§ **Recorded data**
────────────────
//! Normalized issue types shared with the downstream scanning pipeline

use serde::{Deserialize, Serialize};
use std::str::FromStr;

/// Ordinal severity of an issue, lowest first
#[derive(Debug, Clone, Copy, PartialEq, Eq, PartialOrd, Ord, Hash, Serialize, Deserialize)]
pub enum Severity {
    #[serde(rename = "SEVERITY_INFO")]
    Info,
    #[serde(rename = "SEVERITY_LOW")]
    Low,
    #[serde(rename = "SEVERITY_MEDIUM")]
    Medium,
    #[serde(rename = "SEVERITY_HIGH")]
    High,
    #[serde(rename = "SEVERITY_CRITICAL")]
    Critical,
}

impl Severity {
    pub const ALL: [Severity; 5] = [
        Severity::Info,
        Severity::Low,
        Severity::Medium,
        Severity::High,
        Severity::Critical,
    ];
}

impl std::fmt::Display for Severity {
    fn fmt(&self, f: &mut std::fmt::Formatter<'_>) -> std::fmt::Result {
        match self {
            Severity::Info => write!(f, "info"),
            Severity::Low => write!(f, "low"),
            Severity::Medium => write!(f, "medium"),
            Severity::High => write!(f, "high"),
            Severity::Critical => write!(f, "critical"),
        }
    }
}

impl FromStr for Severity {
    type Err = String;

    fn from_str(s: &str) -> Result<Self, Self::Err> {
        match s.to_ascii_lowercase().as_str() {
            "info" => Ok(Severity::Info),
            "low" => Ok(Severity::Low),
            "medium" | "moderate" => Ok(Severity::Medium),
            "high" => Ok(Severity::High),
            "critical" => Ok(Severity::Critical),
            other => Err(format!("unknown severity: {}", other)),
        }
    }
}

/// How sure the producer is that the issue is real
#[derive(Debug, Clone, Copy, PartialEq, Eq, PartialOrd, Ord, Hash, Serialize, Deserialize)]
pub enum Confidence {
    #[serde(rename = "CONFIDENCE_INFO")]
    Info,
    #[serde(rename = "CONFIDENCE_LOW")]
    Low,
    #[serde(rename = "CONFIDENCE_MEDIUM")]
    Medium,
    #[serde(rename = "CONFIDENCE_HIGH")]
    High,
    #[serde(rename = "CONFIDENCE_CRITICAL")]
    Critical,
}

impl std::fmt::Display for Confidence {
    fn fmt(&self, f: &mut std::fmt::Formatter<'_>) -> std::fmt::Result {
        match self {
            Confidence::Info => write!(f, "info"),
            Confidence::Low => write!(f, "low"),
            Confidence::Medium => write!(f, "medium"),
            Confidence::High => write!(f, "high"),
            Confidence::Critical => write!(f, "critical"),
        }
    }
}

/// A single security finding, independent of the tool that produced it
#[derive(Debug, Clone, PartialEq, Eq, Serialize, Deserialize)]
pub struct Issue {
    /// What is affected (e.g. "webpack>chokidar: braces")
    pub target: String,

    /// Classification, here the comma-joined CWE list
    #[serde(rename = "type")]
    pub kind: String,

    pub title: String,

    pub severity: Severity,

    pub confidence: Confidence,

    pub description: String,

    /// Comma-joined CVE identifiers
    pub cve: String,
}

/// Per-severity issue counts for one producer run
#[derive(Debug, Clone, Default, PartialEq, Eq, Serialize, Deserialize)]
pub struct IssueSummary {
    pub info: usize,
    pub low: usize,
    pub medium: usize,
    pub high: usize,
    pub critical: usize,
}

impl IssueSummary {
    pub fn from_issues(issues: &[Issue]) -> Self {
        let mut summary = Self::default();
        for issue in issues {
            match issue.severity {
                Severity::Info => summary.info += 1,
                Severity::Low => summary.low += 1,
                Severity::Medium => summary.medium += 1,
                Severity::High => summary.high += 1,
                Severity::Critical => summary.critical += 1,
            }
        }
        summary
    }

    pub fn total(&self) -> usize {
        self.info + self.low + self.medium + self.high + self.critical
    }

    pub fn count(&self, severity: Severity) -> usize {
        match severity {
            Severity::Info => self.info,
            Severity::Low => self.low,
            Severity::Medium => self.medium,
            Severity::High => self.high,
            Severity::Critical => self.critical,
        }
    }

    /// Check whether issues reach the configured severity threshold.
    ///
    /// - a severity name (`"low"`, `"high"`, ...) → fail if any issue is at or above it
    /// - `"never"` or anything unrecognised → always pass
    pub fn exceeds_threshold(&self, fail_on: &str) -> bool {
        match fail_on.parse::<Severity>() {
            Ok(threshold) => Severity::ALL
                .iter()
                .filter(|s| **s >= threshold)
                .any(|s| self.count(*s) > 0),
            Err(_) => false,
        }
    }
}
────────────────
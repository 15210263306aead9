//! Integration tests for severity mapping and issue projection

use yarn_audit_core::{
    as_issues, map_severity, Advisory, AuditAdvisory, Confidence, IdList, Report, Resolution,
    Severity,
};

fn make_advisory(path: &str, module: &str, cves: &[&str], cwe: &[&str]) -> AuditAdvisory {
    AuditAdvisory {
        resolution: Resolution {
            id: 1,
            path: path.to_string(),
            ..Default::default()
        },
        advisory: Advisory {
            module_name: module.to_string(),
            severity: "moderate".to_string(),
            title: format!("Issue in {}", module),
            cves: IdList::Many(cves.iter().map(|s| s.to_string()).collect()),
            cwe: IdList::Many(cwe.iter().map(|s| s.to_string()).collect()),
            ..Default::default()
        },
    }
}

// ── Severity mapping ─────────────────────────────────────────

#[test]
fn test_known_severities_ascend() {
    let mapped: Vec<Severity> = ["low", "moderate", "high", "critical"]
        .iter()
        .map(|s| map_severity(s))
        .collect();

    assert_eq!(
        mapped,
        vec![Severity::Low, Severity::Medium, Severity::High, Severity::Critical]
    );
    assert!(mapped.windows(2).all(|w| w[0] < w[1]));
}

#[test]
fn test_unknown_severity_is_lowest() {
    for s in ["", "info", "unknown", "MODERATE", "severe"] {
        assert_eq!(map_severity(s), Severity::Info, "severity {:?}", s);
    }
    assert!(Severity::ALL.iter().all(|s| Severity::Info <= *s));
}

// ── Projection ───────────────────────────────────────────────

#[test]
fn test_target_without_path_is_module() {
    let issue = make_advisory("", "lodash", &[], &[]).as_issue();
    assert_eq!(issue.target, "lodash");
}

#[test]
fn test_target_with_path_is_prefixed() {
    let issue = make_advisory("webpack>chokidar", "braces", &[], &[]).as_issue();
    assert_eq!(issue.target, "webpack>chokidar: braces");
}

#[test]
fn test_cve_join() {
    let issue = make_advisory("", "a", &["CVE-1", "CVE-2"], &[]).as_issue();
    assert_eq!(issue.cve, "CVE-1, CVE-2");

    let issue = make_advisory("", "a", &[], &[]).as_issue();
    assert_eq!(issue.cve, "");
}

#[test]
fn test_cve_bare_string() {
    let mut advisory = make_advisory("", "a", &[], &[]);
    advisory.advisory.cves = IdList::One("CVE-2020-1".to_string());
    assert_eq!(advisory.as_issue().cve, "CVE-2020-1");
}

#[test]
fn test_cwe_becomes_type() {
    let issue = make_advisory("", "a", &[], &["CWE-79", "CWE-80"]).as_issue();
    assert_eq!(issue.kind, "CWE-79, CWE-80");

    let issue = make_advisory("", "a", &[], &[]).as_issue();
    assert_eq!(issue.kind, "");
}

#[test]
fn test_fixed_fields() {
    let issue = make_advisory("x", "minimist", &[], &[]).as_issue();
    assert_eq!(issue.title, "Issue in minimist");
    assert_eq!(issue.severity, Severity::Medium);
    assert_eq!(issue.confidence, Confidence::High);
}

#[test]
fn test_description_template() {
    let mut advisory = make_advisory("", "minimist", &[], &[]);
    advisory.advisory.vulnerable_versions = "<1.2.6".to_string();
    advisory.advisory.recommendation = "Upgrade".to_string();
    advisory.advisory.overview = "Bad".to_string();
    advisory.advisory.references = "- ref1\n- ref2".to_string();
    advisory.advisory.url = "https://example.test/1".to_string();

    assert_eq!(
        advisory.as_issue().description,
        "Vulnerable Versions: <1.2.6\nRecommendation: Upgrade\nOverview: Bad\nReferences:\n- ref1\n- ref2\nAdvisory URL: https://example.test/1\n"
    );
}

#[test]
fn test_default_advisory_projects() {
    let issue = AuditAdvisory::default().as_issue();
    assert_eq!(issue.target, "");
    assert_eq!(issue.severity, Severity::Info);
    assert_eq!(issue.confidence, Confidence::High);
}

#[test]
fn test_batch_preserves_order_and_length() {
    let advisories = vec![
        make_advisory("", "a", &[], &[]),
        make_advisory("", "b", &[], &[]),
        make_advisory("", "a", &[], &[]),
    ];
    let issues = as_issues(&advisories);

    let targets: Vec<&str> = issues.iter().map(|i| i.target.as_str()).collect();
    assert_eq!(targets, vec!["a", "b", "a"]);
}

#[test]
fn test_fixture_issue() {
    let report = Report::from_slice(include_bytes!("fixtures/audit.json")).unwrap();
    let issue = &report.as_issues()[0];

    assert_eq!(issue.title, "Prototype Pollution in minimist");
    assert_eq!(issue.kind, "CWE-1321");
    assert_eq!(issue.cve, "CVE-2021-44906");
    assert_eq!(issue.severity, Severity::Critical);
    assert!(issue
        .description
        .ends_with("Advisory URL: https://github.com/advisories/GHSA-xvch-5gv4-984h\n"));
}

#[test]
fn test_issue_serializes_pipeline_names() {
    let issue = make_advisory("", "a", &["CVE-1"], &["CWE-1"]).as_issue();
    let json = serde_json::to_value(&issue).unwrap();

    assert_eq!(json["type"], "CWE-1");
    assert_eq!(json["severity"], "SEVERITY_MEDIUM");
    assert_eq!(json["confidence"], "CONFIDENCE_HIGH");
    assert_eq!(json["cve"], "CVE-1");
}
────────────────
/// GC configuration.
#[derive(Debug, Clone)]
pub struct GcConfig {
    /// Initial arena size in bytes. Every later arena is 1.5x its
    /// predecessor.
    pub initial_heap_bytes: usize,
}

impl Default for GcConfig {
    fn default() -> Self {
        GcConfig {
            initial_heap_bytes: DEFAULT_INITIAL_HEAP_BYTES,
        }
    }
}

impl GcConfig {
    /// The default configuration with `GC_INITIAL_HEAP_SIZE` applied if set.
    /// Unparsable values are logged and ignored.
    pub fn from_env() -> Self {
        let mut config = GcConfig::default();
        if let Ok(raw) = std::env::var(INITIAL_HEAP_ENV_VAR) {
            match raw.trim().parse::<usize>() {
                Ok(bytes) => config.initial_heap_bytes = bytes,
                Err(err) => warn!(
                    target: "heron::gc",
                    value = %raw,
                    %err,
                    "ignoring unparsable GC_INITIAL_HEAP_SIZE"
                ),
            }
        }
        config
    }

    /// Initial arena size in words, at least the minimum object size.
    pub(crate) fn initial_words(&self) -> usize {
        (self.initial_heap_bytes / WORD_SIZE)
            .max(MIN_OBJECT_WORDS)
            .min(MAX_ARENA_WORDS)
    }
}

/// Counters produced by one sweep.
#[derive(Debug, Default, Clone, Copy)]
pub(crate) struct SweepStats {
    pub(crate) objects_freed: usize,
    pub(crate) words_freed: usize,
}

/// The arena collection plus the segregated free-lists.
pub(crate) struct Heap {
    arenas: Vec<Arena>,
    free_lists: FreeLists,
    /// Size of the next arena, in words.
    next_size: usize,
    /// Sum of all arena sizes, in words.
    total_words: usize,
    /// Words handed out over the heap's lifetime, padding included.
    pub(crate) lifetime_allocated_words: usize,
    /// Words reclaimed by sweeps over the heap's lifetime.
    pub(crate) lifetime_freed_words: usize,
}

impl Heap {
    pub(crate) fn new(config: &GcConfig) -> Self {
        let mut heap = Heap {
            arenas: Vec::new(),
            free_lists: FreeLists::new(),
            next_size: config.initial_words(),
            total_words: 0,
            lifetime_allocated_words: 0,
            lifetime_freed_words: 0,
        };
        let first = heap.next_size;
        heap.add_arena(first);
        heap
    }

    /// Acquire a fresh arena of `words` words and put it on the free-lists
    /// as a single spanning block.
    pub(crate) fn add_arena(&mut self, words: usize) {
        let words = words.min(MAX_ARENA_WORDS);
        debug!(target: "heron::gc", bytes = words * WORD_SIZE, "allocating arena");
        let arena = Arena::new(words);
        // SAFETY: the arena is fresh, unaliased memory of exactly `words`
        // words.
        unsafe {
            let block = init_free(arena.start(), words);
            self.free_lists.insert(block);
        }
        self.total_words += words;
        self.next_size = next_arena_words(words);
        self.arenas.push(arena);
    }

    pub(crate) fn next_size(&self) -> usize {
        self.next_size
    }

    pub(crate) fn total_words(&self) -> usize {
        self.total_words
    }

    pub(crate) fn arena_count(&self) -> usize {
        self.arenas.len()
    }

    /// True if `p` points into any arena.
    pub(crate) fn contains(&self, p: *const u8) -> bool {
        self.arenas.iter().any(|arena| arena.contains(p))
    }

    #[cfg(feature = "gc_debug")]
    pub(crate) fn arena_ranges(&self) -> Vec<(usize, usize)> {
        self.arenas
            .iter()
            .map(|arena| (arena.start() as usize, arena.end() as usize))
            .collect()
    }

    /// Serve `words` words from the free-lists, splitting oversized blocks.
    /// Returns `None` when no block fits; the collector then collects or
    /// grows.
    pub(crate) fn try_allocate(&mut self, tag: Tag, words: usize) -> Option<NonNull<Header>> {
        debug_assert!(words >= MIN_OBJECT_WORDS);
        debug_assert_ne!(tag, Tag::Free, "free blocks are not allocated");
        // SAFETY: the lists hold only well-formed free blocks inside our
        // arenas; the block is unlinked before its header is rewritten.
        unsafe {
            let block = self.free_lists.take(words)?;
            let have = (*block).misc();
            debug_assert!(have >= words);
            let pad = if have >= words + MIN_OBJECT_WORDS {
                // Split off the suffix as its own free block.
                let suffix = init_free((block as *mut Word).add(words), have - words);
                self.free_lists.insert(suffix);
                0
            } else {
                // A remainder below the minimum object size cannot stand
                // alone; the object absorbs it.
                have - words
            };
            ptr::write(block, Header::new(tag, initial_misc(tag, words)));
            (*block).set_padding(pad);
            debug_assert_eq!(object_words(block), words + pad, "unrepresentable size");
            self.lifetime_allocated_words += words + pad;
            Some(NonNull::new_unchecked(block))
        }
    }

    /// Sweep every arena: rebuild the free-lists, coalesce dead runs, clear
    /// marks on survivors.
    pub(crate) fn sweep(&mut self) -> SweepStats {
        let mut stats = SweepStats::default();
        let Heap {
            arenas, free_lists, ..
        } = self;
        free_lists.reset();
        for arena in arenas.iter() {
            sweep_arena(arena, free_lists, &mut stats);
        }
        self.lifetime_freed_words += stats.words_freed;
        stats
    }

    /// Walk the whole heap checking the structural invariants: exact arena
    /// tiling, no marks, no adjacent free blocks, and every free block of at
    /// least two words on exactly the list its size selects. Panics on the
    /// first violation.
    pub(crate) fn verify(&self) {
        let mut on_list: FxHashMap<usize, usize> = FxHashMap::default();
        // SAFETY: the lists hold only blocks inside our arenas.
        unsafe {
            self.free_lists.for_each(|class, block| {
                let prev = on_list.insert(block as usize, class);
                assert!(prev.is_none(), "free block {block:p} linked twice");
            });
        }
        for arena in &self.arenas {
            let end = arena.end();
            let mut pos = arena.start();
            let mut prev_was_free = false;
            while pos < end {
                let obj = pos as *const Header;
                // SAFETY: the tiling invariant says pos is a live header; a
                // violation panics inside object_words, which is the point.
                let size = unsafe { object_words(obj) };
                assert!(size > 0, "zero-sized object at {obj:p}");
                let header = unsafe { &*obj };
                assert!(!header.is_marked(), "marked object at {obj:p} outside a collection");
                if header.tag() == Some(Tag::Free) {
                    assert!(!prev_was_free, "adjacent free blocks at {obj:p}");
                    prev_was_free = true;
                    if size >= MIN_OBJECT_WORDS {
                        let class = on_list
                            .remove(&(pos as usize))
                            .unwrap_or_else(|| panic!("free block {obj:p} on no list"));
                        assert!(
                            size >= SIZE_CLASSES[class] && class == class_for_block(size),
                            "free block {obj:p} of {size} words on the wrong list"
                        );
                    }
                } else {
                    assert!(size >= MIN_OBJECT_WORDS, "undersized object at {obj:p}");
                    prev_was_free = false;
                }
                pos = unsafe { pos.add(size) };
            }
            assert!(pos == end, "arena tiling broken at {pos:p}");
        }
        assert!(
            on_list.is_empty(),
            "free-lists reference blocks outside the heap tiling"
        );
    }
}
────────────────
Across the entries above, find each line with the word "iter" and please copy it out.

                .iter()
            cves: IdList::Many(cves.iter().map(|s| s.to_string()).collect()),
            cwe: IdList::Many(cwe.iter().map(|s| s.to_string()).collect()),
        .iter()
    assert!(Severity::ALL.iter().all(|s| Severity::Info <= *s));
    let targets: Vec<&str> = issues.iter().map(|i| i.target.as_str()).collect();
        self.arenas.iter().any(|arena| arena.contains(p))
            .iter()
        for arena in arenas.iter() {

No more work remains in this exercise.